Assigned task - Where the records below reach the line containing "classes and interfaces.", start transcribing, and end with the line containing "and return types.", exactly and with nothing else added.

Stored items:
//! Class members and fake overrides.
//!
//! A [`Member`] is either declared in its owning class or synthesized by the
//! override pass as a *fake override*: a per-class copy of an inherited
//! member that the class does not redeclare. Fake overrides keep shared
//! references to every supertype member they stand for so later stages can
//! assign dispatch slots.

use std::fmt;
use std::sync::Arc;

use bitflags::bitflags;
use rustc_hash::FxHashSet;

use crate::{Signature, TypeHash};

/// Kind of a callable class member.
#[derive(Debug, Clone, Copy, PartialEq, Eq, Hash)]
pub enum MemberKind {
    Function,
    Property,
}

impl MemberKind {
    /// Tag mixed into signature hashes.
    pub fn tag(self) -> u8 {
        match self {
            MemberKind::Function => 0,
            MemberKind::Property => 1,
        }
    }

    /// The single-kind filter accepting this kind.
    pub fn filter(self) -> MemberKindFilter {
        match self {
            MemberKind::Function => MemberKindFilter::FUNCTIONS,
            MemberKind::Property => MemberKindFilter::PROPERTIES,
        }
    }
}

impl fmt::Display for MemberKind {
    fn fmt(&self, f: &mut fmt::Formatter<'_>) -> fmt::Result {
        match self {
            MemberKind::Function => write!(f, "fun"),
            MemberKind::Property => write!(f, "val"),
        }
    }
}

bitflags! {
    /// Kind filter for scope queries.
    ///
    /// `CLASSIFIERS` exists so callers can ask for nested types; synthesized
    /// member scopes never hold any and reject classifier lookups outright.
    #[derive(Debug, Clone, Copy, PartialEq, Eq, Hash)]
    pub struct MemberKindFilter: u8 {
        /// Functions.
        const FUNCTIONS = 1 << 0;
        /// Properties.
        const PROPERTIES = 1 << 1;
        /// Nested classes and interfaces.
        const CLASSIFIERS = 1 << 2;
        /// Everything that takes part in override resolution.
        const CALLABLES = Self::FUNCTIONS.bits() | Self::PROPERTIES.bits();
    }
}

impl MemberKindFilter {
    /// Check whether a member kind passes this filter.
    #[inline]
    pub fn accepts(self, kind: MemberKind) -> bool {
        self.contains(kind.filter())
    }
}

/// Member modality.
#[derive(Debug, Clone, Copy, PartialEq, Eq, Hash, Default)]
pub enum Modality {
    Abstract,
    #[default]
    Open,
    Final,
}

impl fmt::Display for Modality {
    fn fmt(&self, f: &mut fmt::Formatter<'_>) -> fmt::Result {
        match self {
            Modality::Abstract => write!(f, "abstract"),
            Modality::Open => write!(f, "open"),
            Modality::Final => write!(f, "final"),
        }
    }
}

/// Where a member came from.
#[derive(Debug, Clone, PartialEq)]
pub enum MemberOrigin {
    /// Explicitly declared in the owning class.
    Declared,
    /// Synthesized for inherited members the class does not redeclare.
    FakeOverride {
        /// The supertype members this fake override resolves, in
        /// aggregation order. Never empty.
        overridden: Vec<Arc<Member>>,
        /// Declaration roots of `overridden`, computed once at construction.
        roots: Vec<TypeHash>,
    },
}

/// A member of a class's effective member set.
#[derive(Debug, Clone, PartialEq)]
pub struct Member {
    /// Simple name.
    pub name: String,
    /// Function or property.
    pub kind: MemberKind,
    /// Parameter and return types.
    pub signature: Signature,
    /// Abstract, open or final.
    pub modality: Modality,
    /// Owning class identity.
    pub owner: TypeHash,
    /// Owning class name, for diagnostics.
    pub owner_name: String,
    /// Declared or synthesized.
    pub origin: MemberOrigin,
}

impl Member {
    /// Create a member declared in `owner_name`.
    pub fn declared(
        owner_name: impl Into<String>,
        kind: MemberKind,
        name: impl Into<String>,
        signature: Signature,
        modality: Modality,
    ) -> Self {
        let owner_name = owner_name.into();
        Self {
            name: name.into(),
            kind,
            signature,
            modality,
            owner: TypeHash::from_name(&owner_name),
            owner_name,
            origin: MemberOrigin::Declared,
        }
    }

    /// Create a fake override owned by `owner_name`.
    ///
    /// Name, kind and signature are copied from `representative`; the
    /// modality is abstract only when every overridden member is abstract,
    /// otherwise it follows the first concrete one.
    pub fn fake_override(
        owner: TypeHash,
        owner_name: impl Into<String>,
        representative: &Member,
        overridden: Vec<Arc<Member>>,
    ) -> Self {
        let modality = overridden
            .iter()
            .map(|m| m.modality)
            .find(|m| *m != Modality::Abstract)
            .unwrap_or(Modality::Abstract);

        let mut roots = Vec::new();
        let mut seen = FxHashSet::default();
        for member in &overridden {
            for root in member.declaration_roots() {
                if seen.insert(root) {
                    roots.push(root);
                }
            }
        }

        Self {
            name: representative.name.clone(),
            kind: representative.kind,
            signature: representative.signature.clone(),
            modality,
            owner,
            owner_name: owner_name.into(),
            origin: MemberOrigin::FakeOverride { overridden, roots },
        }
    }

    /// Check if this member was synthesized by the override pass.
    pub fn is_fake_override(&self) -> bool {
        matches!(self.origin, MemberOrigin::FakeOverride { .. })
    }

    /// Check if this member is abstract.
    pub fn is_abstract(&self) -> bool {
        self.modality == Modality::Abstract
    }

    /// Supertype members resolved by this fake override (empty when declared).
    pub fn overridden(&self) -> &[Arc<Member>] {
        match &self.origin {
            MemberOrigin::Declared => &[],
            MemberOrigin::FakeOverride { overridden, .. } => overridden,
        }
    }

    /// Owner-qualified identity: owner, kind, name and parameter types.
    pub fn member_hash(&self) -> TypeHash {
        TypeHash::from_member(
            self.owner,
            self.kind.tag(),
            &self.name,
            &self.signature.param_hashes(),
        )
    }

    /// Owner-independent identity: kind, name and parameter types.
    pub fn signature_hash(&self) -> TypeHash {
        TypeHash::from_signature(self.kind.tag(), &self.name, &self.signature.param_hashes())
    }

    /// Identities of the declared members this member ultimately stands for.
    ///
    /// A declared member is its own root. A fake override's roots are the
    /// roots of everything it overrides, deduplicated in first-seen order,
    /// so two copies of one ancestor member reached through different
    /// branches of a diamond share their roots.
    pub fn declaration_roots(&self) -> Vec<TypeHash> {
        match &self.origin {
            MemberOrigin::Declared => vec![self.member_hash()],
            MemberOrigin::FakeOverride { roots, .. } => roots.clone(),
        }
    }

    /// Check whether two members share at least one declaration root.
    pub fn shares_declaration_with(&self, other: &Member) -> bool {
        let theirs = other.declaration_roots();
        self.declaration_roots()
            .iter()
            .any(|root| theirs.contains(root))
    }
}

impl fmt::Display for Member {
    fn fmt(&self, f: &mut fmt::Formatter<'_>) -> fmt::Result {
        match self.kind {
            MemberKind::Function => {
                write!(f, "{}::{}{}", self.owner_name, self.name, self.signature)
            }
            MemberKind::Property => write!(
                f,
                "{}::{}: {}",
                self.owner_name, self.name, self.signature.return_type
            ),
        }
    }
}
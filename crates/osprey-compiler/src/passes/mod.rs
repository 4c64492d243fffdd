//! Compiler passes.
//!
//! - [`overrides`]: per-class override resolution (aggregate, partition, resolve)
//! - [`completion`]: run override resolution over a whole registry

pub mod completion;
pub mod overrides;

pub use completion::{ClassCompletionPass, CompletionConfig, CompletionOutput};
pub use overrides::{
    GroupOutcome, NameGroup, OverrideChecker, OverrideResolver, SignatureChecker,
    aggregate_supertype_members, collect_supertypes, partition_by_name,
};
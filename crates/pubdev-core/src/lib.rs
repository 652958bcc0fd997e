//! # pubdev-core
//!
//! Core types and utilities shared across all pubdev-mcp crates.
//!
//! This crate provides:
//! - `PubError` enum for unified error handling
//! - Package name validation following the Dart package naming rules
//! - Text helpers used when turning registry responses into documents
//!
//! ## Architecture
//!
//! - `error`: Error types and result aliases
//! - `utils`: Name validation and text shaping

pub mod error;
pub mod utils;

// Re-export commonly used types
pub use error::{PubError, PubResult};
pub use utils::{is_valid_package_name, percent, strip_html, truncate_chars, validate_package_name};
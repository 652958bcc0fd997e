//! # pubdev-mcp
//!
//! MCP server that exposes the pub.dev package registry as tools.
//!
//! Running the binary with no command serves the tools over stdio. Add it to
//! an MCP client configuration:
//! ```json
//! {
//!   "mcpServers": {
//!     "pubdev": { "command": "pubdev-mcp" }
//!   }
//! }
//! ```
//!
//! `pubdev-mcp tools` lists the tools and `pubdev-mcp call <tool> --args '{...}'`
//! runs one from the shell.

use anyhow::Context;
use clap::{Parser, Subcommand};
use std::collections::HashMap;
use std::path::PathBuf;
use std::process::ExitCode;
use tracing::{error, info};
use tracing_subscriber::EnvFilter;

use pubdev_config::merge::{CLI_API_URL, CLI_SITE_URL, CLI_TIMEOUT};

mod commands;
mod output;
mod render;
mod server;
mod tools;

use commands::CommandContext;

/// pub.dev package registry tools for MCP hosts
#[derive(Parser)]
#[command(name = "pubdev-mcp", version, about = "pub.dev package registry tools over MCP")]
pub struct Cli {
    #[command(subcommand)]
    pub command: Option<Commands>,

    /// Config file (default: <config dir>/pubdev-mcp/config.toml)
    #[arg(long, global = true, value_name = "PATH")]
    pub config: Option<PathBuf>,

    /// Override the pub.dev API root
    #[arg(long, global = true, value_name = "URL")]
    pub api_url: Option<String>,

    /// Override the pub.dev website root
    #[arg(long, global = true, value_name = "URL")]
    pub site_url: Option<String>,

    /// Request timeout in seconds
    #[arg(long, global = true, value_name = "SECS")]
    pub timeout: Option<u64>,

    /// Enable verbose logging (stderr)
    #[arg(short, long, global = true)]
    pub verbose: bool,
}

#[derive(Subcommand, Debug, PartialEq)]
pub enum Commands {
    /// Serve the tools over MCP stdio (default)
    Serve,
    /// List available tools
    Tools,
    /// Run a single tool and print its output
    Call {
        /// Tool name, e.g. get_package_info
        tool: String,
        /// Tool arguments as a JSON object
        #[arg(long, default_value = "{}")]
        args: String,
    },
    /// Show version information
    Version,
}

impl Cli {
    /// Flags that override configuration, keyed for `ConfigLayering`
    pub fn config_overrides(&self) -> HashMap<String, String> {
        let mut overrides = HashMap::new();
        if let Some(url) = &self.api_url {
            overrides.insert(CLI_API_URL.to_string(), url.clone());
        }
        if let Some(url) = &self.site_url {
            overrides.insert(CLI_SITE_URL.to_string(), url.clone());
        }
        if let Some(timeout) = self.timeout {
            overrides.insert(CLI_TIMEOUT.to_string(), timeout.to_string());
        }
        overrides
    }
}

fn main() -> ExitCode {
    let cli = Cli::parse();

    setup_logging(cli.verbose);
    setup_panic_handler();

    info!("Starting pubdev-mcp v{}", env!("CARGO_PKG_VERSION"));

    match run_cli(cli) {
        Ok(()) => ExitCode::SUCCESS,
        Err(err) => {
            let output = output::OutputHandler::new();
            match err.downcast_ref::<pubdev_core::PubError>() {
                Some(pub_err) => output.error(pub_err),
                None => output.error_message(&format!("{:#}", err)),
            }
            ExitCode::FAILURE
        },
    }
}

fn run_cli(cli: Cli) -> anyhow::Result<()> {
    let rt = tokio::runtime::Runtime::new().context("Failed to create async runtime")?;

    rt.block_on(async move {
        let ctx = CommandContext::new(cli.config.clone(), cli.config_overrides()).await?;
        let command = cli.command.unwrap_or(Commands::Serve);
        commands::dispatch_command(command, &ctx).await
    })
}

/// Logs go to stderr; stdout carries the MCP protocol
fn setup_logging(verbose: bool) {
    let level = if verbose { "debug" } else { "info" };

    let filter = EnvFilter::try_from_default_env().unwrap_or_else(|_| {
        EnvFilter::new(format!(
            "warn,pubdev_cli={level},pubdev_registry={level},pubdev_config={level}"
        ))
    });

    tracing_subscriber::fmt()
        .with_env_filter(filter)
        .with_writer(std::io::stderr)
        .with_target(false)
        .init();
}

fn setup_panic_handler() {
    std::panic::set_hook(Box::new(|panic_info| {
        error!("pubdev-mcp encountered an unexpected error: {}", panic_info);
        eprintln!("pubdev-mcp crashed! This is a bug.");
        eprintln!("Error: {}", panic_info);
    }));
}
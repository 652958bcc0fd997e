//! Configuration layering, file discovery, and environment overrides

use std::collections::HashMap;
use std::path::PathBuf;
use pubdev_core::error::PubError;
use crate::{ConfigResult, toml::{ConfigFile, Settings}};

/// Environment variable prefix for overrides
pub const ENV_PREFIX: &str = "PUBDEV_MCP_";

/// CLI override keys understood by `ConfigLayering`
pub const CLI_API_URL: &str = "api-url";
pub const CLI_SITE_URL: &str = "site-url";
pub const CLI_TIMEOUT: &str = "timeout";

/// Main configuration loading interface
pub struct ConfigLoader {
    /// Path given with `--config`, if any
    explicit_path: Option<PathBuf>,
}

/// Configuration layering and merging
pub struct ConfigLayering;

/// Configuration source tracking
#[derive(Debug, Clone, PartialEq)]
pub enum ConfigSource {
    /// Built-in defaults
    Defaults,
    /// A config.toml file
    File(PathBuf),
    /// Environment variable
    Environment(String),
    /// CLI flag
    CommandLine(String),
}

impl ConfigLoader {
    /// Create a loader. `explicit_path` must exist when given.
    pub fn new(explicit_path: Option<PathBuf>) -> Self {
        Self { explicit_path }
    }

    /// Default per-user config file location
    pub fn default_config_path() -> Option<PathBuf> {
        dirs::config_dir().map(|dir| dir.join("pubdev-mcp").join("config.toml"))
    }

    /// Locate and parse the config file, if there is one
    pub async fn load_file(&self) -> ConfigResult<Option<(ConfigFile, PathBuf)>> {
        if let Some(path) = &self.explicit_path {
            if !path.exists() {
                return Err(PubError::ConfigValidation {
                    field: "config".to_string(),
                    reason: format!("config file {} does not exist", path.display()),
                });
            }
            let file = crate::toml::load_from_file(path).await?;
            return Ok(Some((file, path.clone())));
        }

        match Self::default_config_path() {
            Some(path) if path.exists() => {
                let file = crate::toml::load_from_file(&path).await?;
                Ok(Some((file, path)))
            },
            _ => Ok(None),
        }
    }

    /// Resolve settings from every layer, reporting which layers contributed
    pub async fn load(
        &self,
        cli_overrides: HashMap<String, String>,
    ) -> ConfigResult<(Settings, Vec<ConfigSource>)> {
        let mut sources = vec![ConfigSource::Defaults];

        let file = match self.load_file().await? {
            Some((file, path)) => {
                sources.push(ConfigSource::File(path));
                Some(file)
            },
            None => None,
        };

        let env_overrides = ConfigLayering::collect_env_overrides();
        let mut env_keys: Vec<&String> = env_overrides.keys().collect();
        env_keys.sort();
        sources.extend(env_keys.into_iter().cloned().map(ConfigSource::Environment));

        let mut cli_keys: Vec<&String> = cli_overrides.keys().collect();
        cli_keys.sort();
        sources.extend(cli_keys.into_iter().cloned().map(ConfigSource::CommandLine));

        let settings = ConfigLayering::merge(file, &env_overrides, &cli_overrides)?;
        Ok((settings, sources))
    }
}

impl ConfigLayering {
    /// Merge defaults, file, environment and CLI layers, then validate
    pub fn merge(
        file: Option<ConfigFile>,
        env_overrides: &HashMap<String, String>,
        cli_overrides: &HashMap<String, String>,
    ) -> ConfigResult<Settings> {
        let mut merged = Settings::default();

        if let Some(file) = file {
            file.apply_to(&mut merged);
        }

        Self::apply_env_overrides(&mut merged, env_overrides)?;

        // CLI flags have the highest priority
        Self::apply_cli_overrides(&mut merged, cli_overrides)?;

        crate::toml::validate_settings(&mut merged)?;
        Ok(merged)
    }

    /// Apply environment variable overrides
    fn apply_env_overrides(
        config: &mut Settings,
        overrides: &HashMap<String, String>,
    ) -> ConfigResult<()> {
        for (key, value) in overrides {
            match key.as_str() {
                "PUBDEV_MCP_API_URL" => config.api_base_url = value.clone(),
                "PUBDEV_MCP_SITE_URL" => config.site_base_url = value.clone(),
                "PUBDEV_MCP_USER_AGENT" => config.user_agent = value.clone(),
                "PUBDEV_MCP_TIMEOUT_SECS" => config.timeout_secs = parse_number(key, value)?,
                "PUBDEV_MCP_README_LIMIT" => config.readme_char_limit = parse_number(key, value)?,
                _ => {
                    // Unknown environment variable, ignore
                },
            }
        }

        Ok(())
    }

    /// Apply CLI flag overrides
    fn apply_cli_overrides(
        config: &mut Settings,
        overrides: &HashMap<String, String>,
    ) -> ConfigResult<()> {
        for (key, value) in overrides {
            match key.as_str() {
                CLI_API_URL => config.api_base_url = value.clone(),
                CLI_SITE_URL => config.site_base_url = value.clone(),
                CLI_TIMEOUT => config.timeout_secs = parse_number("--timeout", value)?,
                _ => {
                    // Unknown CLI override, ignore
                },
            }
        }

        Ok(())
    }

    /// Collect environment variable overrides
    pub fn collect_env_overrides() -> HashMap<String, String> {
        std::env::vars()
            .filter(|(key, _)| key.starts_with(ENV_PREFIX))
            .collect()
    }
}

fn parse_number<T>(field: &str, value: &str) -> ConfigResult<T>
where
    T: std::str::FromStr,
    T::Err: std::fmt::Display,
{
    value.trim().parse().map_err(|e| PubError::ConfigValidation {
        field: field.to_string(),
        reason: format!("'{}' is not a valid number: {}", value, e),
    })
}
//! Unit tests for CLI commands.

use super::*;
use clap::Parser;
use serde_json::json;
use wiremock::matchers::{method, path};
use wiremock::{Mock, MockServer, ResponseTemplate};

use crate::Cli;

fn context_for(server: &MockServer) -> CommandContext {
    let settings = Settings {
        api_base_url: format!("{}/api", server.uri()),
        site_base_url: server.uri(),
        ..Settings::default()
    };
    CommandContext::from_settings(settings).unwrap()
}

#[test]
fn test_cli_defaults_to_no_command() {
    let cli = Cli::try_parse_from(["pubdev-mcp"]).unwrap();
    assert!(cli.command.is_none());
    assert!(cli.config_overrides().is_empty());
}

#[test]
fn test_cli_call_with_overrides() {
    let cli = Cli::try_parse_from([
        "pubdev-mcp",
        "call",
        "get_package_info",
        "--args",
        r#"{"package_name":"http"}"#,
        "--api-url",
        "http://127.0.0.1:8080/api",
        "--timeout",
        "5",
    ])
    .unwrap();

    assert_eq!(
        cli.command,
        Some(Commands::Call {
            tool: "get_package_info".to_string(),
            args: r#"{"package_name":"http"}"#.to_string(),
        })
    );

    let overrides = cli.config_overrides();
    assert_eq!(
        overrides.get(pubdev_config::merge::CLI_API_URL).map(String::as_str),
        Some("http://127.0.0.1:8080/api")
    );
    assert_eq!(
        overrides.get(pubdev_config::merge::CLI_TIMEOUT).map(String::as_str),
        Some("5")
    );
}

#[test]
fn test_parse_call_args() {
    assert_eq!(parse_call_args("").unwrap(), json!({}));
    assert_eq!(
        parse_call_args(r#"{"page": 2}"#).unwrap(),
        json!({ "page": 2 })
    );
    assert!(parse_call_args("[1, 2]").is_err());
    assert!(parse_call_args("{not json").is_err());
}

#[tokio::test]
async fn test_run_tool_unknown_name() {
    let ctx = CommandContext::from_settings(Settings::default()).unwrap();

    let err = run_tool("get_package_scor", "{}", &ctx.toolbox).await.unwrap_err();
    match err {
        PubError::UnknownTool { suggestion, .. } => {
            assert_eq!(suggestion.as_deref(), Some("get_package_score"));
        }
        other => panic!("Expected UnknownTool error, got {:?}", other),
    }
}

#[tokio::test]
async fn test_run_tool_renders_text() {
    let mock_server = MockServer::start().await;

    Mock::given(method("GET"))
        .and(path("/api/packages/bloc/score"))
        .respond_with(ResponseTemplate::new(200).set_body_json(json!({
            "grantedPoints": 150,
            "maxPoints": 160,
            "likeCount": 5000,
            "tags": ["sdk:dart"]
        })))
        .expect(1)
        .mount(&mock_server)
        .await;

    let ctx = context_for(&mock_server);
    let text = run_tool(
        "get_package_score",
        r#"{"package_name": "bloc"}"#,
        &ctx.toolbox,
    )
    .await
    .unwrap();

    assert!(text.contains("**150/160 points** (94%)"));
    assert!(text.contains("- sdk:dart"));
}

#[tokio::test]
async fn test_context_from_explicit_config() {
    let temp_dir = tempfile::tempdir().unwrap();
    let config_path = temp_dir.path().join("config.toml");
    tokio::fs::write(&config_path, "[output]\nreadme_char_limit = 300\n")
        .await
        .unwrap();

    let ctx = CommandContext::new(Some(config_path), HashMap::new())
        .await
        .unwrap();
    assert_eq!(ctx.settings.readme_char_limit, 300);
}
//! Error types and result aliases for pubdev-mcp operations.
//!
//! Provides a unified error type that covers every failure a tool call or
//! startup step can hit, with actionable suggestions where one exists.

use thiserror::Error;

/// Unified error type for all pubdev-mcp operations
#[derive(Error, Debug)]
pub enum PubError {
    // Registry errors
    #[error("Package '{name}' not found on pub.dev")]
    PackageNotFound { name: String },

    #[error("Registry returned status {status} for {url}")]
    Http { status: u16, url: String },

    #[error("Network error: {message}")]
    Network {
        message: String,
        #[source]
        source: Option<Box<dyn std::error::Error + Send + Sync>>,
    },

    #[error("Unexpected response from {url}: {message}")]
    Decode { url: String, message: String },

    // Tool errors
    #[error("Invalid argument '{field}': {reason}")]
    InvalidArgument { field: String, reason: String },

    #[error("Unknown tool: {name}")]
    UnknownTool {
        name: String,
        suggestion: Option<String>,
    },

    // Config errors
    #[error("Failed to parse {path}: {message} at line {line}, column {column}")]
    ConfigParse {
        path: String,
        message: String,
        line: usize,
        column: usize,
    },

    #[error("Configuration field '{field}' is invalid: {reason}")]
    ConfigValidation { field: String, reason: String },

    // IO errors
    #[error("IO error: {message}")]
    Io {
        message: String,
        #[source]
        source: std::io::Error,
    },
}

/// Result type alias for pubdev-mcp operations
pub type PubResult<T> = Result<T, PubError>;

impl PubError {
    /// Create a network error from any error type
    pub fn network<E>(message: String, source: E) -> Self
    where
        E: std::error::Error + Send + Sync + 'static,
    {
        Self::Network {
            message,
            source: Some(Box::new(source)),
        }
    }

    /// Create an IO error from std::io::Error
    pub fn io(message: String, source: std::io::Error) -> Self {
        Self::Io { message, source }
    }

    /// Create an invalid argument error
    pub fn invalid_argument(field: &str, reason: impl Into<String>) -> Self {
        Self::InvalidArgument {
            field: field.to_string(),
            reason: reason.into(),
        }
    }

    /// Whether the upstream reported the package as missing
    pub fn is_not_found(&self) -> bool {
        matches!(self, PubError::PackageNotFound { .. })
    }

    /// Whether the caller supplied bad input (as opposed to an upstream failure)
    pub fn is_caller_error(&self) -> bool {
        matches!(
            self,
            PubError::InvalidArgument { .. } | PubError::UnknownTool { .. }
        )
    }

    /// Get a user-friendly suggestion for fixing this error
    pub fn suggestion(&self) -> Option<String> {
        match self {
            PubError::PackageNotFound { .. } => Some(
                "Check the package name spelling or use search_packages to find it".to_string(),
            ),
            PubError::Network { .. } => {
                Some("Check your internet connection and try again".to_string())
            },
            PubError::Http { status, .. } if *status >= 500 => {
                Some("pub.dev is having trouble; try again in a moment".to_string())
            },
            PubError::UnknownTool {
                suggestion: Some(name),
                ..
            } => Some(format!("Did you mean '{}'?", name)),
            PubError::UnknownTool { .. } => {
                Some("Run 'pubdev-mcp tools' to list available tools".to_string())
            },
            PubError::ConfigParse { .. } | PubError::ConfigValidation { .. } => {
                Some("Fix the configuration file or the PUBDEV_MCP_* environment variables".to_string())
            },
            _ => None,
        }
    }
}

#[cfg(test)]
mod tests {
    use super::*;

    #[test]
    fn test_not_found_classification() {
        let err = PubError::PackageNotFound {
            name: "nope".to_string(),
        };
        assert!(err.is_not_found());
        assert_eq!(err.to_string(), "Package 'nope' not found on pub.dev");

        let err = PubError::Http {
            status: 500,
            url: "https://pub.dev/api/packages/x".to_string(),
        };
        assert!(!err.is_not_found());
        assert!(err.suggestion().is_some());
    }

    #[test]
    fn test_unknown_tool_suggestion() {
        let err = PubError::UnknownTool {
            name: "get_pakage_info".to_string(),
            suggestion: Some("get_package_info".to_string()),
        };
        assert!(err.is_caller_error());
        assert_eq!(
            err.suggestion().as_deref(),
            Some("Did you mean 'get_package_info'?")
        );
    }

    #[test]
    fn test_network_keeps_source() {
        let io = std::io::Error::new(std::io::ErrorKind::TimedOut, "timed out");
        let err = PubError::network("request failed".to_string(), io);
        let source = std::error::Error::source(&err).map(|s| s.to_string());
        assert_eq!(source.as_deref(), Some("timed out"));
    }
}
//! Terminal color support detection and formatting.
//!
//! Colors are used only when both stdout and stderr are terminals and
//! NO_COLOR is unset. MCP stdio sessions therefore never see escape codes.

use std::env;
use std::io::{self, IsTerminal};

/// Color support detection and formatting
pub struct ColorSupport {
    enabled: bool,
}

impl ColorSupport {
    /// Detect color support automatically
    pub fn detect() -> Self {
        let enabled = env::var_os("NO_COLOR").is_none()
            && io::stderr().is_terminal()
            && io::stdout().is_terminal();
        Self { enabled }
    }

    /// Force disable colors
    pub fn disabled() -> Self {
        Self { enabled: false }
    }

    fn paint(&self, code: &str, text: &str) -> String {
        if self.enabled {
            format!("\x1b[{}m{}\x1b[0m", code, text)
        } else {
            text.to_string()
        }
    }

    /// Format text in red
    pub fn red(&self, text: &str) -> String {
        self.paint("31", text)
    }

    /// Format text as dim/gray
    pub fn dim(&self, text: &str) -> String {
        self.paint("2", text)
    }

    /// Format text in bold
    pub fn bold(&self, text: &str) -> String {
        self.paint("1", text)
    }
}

Task output -
        /// Nested classes and interfaces.
        const CLASSIFIERS = 1 << 2;
        /// Everything that takes part in override resolution.
        const CALLABLES = Self::FUNCTIONS.bits() | Self::PROPERTIES.bits();
    }
}

impl MemberKindFilter {
    /// Check whether a member kind passes this filter.
    #[inline]
    pub fn accepts(self, kind: MemberKind) -> bool {
        self.contains(kind.filter())
    }
}

/// Member modality.
#[derive(Debug, Clone, Copy, PartialEq, Eq, Hash, Default)]
pub enum Modality {
    Abstract,
    #[default]
    Open,
    Final,
}

impl fmt::Display for Modality {
    fn fmt(&self, f: &mut fmt::Formatter<'_>) -> fmt::Result {
        match self {
            Modality::Abstract => write!(f, "abstract"),
            Modality::Open => write!(f, "open"),
            Modality::Final => write!(f, "final"),
        }
    }
}

/// Where a member came from.
#[derive(Debug, Clone, PartialEq)]
pub enum MemberOrigin {
    /// Explicitly declared in the owning class.
    Declared,
    /// Synthesized for inherited members the class does not redeclare.
    FakeOverride {
        /// The supertype members this fake override resolves, in
        /// aggregation order. Never empty.
        overridden: Vec<Arc<Member>>,
        /// Declaration roots of `overridden`, computed once at construction.
        roots: Vec<TypeHash>,
    },
}

/// A member of a class's effective member set.
#[derive(Debug, Clone, PartialEq)]
pub struct Member {
    /// Simple name.
    pub name: String,
    /// Function or property.
    pub kind: MemberKind,
    /// Parameter and return types.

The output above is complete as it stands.